## What you will do
Copy exactly the lines of the data below that run from the line holding "let used = h.used_sections().fold(0u32, |m, (i, _)|" through the line holding "use super::*;", both ends included.

[Collected data entries]
Start of Block

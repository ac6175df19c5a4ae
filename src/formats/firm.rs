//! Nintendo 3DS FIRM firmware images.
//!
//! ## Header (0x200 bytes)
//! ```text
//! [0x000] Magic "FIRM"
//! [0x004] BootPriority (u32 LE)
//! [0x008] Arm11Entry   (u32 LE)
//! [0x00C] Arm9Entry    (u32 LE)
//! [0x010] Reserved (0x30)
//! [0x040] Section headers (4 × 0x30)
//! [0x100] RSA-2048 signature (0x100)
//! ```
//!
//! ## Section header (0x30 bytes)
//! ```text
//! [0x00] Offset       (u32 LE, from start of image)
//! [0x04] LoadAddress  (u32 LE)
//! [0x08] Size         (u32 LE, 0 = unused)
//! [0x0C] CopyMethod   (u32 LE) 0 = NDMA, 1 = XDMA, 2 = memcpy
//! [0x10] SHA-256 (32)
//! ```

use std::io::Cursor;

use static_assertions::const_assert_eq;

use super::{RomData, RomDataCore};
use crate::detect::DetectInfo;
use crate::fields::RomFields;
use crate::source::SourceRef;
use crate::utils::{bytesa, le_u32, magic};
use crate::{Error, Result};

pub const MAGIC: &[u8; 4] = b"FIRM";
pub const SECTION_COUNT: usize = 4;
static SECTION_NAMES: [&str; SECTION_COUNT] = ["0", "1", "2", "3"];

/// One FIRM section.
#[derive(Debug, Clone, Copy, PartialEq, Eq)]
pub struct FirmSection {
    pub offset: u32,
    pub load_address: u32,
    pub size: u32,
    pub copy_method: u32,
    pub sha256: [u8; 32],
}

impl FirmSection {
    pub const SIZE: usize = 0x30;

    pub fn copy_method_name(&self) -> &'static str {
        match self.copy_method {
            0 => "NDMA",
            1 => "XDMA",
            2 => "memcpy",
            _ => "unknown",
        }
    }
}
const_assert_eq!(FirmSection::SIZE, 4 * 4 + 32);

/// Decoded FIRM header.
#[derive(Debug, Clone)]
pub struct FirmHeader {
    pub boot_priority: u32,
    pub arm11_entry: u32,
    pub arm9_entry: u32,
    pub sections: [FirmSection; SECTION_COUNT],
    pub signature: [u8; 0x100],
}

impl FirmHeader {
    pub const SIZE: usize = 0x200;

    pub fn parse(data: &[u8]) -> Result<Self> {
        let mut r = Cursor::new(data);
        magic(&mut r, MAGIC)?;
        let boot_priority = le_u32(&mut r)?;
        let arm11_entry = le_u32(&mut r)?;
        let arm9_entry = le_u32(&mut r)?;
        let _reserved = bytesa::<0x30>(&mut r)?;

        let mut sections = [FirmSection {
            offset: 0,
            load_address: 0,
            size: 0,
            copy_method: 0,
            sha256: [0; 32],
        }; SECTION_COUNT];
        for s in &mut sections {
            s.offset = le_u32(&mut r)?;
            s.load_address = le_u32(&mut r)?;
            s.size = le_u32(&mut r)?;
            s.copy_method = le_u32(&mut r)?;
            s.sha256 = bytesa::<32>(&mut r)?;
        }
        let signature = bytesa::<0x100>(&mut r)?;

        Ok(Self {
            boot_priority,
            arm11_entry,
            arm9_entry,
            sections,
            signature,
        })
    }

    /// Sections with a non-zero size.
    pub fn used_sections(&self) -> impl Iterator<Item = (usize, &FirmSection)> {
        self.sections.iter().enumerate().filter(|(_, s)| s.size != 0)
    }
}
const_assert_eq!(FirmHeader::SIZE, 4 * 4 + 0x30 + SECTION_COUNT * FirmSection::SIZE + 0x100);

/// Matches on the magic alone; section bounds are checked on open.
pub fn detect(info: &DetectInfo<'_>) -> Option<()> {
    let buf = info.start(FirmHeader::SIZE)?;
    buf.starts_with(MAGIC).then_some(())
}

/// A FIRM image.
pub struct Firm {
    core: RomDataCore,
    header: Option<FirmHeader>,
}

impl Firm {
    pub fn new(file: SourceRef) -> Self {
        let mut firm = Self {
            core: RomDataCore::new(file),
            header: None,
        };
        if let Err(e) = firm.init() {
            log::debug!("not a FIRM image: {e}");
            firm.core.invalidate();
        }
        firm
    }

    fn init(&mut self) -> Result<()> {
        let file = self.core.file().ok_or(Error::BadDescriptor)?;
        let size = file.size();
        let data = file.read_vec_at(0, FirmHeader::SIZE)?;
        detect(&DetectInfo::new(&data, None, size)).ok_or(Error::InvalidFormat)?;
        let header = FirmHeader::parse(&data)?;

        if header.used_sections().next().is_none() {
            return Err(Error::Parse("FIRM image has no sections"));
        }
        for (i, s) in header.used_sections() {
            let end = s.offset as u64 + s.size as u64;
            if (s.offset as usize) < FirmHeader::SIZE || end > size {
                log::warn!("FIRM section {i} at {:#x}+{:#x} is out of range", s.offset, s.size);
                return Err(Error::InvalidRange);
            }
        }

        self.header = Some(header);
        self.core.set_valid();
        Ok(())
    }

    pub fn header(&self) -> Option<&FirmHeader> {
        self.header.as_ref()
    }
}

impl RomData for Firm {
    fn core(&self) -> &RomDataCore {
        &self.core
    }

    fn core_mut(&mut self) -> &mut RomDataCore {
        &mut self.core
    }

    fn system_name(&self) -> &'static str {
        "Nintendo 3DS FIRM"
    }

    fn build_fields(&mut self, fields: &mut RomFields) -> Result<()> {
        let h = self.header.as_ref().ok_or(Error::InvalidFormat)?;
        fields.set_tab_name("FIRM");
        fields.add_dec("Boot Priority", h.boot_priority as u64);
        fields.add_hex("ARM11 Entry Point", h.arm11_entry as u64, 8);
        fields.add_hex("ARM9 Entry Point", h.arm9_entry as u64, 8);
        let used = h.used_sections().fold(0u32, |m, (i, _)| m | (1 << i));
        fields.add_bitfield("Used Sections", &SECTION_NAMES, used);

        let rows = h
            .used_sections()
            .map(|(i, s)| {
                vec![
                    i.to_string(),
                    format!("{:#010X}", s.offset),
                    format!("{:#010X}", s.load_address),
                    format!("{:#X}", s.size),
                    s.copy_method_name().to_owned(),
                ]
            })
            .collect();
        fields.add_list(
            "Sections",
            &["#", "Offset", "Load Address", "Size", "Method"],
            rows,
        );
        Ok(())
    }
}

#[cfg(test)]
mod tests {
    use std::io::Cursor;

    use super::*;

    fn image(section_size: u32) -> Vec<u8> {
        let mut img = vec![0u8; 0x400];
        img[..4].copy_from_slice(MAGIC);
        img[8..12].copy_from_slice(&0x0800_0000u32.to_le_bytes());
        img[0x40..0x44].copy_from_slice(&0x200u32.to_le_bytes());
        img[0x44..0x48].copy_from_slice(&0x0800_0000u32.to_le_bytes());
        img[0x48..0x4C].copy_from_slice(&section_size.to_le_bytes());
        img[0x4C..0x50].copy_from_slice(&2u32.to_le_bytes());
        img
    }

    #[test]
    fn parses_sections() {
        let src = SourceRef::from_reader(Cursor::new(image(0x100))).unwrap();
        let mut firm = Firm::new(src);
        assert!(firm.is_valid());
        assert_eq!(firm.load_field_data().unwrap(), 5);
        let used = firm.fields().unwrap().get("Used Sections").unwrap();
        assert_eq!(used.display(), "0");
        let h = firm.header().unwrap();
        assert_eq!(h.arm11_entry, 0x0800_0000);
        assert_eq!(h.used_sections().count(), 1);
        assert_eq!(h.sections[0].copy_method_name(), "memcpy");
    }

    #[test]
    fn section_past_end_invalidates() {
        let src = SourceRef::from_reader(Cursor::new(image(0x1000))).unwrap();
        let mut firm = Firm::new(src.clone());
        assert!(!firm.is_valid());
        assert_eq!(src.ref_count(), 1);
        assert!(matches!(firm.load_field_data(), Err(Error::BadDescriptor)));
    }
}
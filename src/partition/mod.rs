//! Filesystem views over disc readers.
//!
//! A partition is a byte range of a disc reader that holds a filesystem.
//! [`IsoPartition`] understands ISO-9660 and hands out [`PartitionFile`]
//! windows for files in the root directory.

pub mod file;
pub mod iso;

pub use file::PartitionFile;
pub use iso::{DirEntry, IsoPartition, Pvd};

End of Block

## Task output
        let used = h.used_sections().fold(0u32, |m, (i, _)| m | (1 << i));
        fields.add_bitfield("Used Sections", &SECTION_NAMES, used);

        let rows = h
            .used_sections()
            .map(|(i, s)| {
                vec![
                    i.to_string(),
                    format!("{:#010X}", s.offset),
                    format!("{:#010X}", s.load_address),
                    format!("{:#X}", s.size),
                    s.copy_method_name().to_owned(),
                ]
            })
            .collect();
        fields.add_list(
            "Sections",
            &["#", "Offset", "Load Address", "Size", "Method"],
            rows,
        );
        Ok(())
    }
}

#[cfg(test)]
mod tests {
    use std::io::Cursor;

    use super::*;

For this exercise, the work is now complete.